**What is required**
Report only the number of lines in the entries below that hold the word "through".

==================================================

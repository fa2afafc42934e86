//! Selection and filter types shared by the pipeline and the CLI.

use crate::error::DraftGuideError;
use serde::{Deserialize, Serialize};
use std::fmt;
use std::str::FromStr;

/// Part of the NFL calendar a weekly row belongs to.
#[derive(Debug, Clone, Copy, PartialEq, Eq, Hash, Serialize, Deserialize, clap::ValueEnum)]
pub enum SeasonType {
    /// Regular season games
    #[serde(rename = "REG")]
    #[value(name = "reg")]
    Regular,
    /// Playoff games
    #[serde(rename = "POST")]
    #[value(name = "post")]
    Postseason,
}

impl fmt::Display for SeasonType {
    fn fmt(&self, f: &mut fmt::Formatter<'_>) -> fmt::Result {
        let s = match self {
            SeasonType::Regular => "REG",
            SeasonType::Postseason => "POST",
        };
        write!(f, "{}", s)
    }
}

/// Granularity of the statistics table a caller asks for.
///
/// Parsing is deliberately strict: an unknown level is a caller bug, not a
/// data gap, so it surfaces as [`DraftGuideError::InvalidLevel`].
#[derive(Debug, Clone, Copy, PartialEq, Eq, Hash)]
pub enum AggregationLevel {
    Season,
    Weekly,
}

impl fmt::Display for AggregationLevel {
    fn fmt(&self, f: &mut fmt::Formatter<'_>) -> fmt::Result {
        let s = match self {
            AggregationLevel::Season => "season",
            AggregationLevel::Weekly => "weekly",
        };
        write!(f, "{}", s)
    }
}

impl FromStr for AggregationLevel {
    type Err = DraftGuideError;

    fn from_str(s: &str) -> Result<Self, Self::Err> {
        match s {
            "season" => Ok(AggregationLevel::Season),
            "weekly" => Ok(AggregationLevel::Weekly),
            _ => Err(DraftGuideError::InvalidLevel {
                level: s.to_string(),
            }),
        }
    }
}

/// Fantasy scoring metric used for leaderboards and ranks.
#[derive(Debug, Clone, Copy, PartialEq, Eq, Hash, Serialize, Deserialize, clap::ValueEnum)]
pub enum FantasyMetric {
    /// Standard scoring season total
    Standard,
    /// PPR scoring season total
    Ppr,
    /// Standard points per game played
    StandardPerGame,
    /// PPR points per game played
    PprPerGame,
}

impl FantasyMetric {
    /// Per-game metrics are skewed by one-game samples and filter them out.
    pub fn is_per_game(&self) -> bool {
        matches!(self, FantasyMetric::StandardPerGame | FantasyMetric::PprPerGame)
    }

    pub fn is_ppr(&self) -> bool {
        matches!(self, FantasyMetric::Ppr | FantasyMetric::PprPerGame)
    }

    /// The season-total metric of the same scoring system.
    pub fn season_total(&self) -> FantasyMetric {
        if self.is_ppr() {
            FantasyMetric::Ppr
        } else {
            FantasyMetric::Standard
        }
    }
}

impl fmt::Display for FantasyMetric {
    fn fmt(&self, f: &mut fmt::Formatter<'_>) -> fmt::Result {
        let s = match self {
            FantasyMetric::Standard => "Standard Points",
            FantasyMetric::Ppr => "PPR Points",
            FantasyMetric::StandardPerGame => "Standard Points Per Game",
            FantasyMetric::PprPerGame => "PPR Points Per Game",
        };
        write!(f, "{}", s)
    }
}

/// Team-level offensive metric used for league ranks.
#[derive(Debug, Clone, Copy, PartialEq, Eq, Hash, Serialize, Deserialize, clap::ValueEnum)]
pub enum TeamMetric {
    PassingYards,
    RushingYards,
    TotalYards,
    PassingTds,
    RushingTds,
    TotalTds,
}

impl fmt::Display for TeamMetric {
    fn fmt(&self, f: &mut fmt::Formatter<'_>) -> fmt::Result {
        let s = match self {
            TeamMetric::PassingYards => "Pass Yards",
            TeamMetric::RushingYards => "Rush Yards",
            TeamMetric::TotalYards => "Total Yards",
            TeamMetric::PassingTds => "Pass TDs",
            TeamMetric::RushingTds => "Rush TDs",
            TeamMetric::TotalTds => "Total TDs",
        };
        write!(f, "{}", s)
    }
}

/// Grouping used when ranking players.
///
/// Callers always choose: a positional rank and an overall rank of the same
/// player are different numbers.
#[derive(Debug, Clone, Copy, PartialEq, Eq, Hash, Serialize, Deserialize, clap::ValueEnum)]
pub enum RankScope {
    /// Rank across every position within the season
    Season,
    /// Rank within the player's position for the season
    SeasonPosition,
}
//! Franchise identity normalization.
//!
//! Relocated franchises keep appearing under their old abbreviations in
//! historical data (`SD`, `STL`, `LA`, `OAK`). Every table is passed through a
//! [`TeamRegistry`] before any group-by or join keyed on team, so a franchise
//! has one identity across all seasons.

use crate::cli::types::TeamId;
use serde::Serialize;
use std::collections::HashMap;
use tracing::debug;

/// Canonical abbreviations and numeric IDs for the 32 current franchises.
const CANONICAL_TEAMS: [(&str, u8); 32] = [
    ("ARI", 1),
    ("ATL", 2),
    ("BAL", 3),
    ("BUF", 4),
    ("CAR", 5),
    ("CHI", 6),
    ("CIN", 7),
    ("CLE", 8),
    ("DAL", 9),
    ("DEN", 10),
    ("DET", 11),
    ("GB", 12),
    ("HOU", 13),
    ("IND", 14),
    ("JAX", 15),
    ("KC", 16),
    ("LAC", 17),
    ("LAR", 18),
    ("LV", 19),
    ("MIA", 20),
    ("MIN", 21),
    ("NE", 22),
    ("NO", 23),
    ("NYG", 24),
    ("NYJ", 25),
    ("PHI", 26),
    ("PIT", 27),
    ("SEA", 28),
    ("SF", 29),
    ("TB", 30),
    ("TEN", 31),
    ("WAS", 32),
];

/// Historical abbreviation -> current abbreviation.
const RELOCATIONS: [(&str, &str); 4] = [("SD", "LAC"), ("STL", "LAR"), ("LA", "LAR"), ("OAK", "LV")];

/// A team abbreviation after normalization.
#[derive(Debug, Clone, PartialEq, Eq, Hash, Serialize)]
pub struct CanonicalTeam {
    pub abbr: String,
    /// `None` for codes the registry does not know.
    pub id: Option<TeamId>,
}

/// Lookup table from any known team code to its canonical identity.
#[derive(Debug, Clone)]
pub struct TeamRegistry {
    aliases: HashMap<String, String>,
    ids: HashMap<String, TeamId>,
}

impl TeamRegistry {
    /// Registry with no franchises; every code passes through untouched.
    pub fn empty() -> Self {
        Self {
            aliases: HashMap::new(),
            ids: HashMap::new(),
        }
    }

    /// Register a canonical franchise code and its numeric ID.
    pub fn with_team(mut self, abbr: &str, id: TeamId) -> Self {
        self.ids.insert(abbr.to_string(), id);
        self
    }

    /// Register a historical code for an existing franchise.
    pub fn with_alias(mut self, historical: &str, canonical: &str) -> Self {
        self.aliases
            .insert(historical.to_string(), canonical.to_string());
        self
    }

    /// Canonical abbreviation for a code. Unknown codes are returned unchanged.
    pub fn canonical_abbr(&self, abbr: &str) -> String {
        let trimmed = abbr.trim();
        match self.aliases.get(trimmed) {
            Some(canonical) => canonical.clone(),
            None => trimmed.to_string(),
        }
    }

    /// Canonical abbreviation plus numeric ID.
    pub fn normalize(&self, abbr: &str) -> CanonicalTeam {
        let canonical = self.canonical_abbr(abbr);
        let id = self.ids.get(&canonical).copied();
        if id.is_none() {
            debug!("team code {:?} not in registry, passing through", abbr);
        }
        CanonicalTeam { abbr: canonical, id }
    }

    /// Numeric ID for a code, following relocations.
    pub fn team_id(&self, abbr: &str) -> Option<TeamId> {
        self.normalize(abbr).id
    }

    /// True when the code resolves to a registered franchise.
    pub fn is_known(&self, abbr: &str) -> bool {
        self.team_id(abbr).is_some()
    }
}

impl Default for TeamRegistry {
    /// The current 32-team league with known relocations.
    fn default() -> Self {
        let registry = CANONICAL_TEAMS
            .iter()
            .fold(Self::empty(), |reg, (abbr, id)| {
                reg.with_team(abbr, TeamId::new(*id))
            });
        RELOCATIONS
            .iter()
            .fold(registry, |reg, (old, new)| reg.with_alias(old, new))
    }
}
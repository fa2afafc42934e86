//! Coach attribution for team-seasons.
//!
//! Resolution rules for a (team, season, role) slot:
//! 1. Every assignment for the slot contributes; several names are joined.
//! 2. An empty offensive coordinator slot falls back to the head coach, but
//!    only when the head coach carries play-calling duties.
//! 3. A primary role is flagged as replaced mid-season when its interim
//!    counterpart exists for the same team-season.
//! 4. Anything still empty displays as [`MISSING_COACH`].
//!
//! Missing data is normal (future seasons, partial tables) and never an error.

use crate::cli::types::Season;
use crate::storage::{CoachAssignment, CoachRole};
use serde::Serialize;
use std::collections::{BTreeMap, BTreeSet};


/// Display value for an empty coach slot.
pub const MISSING_COACH: &str = "-";
/// Display value for missing reference data outside coaching.
pub const NOT_AVAILABLE: &str = "N/A";

const NAME_SEPARATOR: &str = ", ";

/// The resolved occupant(s) of one coaching slot.
#[derive(Debug, Clone, Default, PartialEq, Eq, Serialize)]
pub struct CoachSlot {
    /// Sorted, de-duplicated coach names.
    pub names: Vec<String>,
    pub replaced_mid_season: bool,
    /// True when an empty coordinator slot was filled by a play-calling head coach.
    pub via_play_caller: bool,
}

impl CoachSlot {
    pub fn is_empty(&self) -> bool {
        self.names.is_empty()
    }

    /// Names joined, or `-` when empty.
    pub fn joined(&self) -> String {
        if self.names.is_empty() {
            MISSING_COACH.to_string()
        } else {
            self.names.join(NAME_SEPARATOR)
        }
    }

    /// [`CoachSlot::joined`] with a trailing `*` for mid-season replacements.
    pub fn display(&self) -> String {
        let joined = self.joined();
        if self.replaced_mid_season && !self.is_empty() {
            format!("{}*", joined)
        } else {
            joined
        }
    }
}

/// All four resolved slots for a team-season.
#[derive(Debug, Clone, PartialEq, Eq, Serialize)]
pub struct CoachingStaff {
    pub season: Season,
    pub team: String,
    pub head_coach: CoachSlot,
    pub offensive_coordinator: CoachSlot,
    pub interim_head_coach: CoachSlot,
    pub interim_offensive_coordinator: CoachSlot,
}

impl CoachingStaff {
    pub fn slot(&self, role: CoachRole) -> &CoachSlot {
        match role {
            CoachRole::HeadCoach => &self.head_coach,
            CoachRole::OffensiveCoordinator => &self.offensive_coordinator,
            CoachRole::InterimHeadCoach => &self.interim_head_coach,
            CoachRole::InterimOffensiveCoordinator => &self.interim_offensive_coordinator,
        }
    }

    /// Label of the form `HC: X (Interim: Y), OC: Z`.
    ///
    /// Empty primary slots are left out; an empty staff yields `-`.
    pub fn label(&self) -> String {
        let part = |prefix: &str, primary: &CoachSlot, interim: &CoachSlot| {
            if primary.is_empty() {
                return None;
            }
            let mut s = format!("{}: {}", prefix, primary.joined());
            if !interim.is_empty() {
                s.push_str(&format!(" (Interim: {})", interim.joined()));
            }
            Some(s)
        };
        let parts: Vec<String> = [
            part("HC", &self.head_coach, &self.interim_head_coach),
            part(
                "OC",
                &self.offensive_coordinator,
                &self.interim_offensive_coordinator,
            ),
        ]
        .into_iter()
        .flatten()
        .collect();

        if parts.is_empty() {
            MISSING_COACH.to_string()
        } else {
            parts.join(NAME_SEPARATOR)
        }
    }
}

/// One season a coach spent in a role.
#[derive(Debug, Clone, PartialEq, Eq, PartialOrd, Ord, Serialize)]
pub struct CoachTenure {
    pub season: Season,
    pub team: String,
    pub role: CoachRole,
    pub play_calling: bool,
}

type SlotKey = (Season, String, CoachRole);

/// Index of coaching assignments by (season, team, role).
///
/// Team codes are expected to be canonical already (see
/// [`crate::storage::DataSet`]).
#[derive(Debug, Clone, Default)]
pub struct CoachDirectory {
    slots: BTreeMap<SlotKey, Vec<CoachAssignment>>,
}

impl CoachDirectory {
    pub fn new(assignments: &[CoachAssignment]) -> Self {
        let mut slots: BTreeMap<SlotKey, Vec<CoachAssignment>> = BTreeMap::new();
        for a in assignments {
            slots
                .entry((a.season, a.team_abbr.clone(), a.role))
                .or_default()
                .push(a.clone());
        }
        Self { slots }
    }

    fn assignments(&self, team: &str, season: Season, role: CoachRole) -> &[CoachAssignment] {
        self.slots
            .get(&(season, team.to_string(), role))
            .map(Vec::as_slice)
            .unwrap_or(&[])
    }

    fn names(assignments: &[CoachAssignment]) -> Vec<String> {
        let unique: BTreeSet<&str> = assignments.iter().map(|a| a.coach.as_str()).collect();
        unique.into_iter().map(str::to_string).collect()
    }

    /// Resolve one slot for a team-season.
    pub fn resolve(&self, team: &str, season: Season, role: CoachRole) -> CoachSlot {
        let mut names = Self::names(self.assignments(team, season, role));
        let mut via_play_caller = false;

        if names.is_empty() && role == CoachRole::OffensiveCoordinator {
            let play_callers: Vec<CoachAssignment> = self
                .assignments(team, season, CoachRole::HeadCoach)
                .iter()
                .filter(|a| a.play_calling)
                .cloned()
                .collect();
            names = Self::names(&play_callers);
            via_play_caller = !names.is_empty();
        }

        let replaced_mid_season = role
            .interim()
            .map(|interim| !self.assignments(team, season, interim).is_empty())
            .unwrap_or(false);

        CoachSlot {
            names,
            replaced_mid_season,
            via_play_caller,
        }
    }

    pub fn staff(&self, team: &str, season: Season) -> CoachingStaff {
        CoachingStaff {
            season,
            team: team.to_string(),
            head_coach: self.resolve(team, season, CoachRole::HeadCoach),
            offensive_coordinator: self.resolve(team, season, CoachRole::OffensiveCoordinator),
            interim_head_coach: self.resolve(team, season, CoachRole::InterimHeadCoach),
            interim_offensive_coordinator: self.resolve(
                team,
                season,
                CoachRole::InterimOffensiveCoordinator,
            ),
        }
    }

    pub fn coach_label(&self, team: &str, season: Season) -> String {
        self.staff(team, season).label()
    }

    /// Earliest season `coach` held `role` with `team`.
    ///
    /// A coordinator promoted to head coach is hired as head coach in the
    /// year of the promotion.
    pub fn hire_year(&self, coach: &str, team: &str, role: CoachRole) -> Option<Season> {
        self.slots
            .iter()
            .filter(|((_, t, r), _)| t == team && *r == role)
            .filter(|(_, assignments)| assignments.iter().any(|a| a.coach == coach))
            .map(|((season, _, _), _)| *season)
            .min()
    }

    /// Every season and role a coach held, ordered by season.
    pub fn coach_history(&self, coach: &str) -> Vec<CoachTenure> {
        let mut history: Vec<CoachTenure> = self
            .slots
            .values()
            .flatten()
            .filter(|a| a.coach == coach)
            .map(|a| CoachTenure {
                season: a.season,
                team: a.team_abbr.clone(),
                role: a.role,
                play_calling: a.play_calling,
            })
            .collect();
        history.sort();
        history.dedup();
        history
    }

    /// Most recent season with any assignment for `team`.
    pub fn latest_season(&self, team: &str) -> Option<Season> {
        self.slots
            .keys()
            .filter(|(_, t, _)| t == team)
            .map(|(season, _, _)| *season)
            .max()
    }

    pub fn is_empty(&self) -> bool {
        self.slots.is_empty()
    }
}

==================================================

**Task solution**
3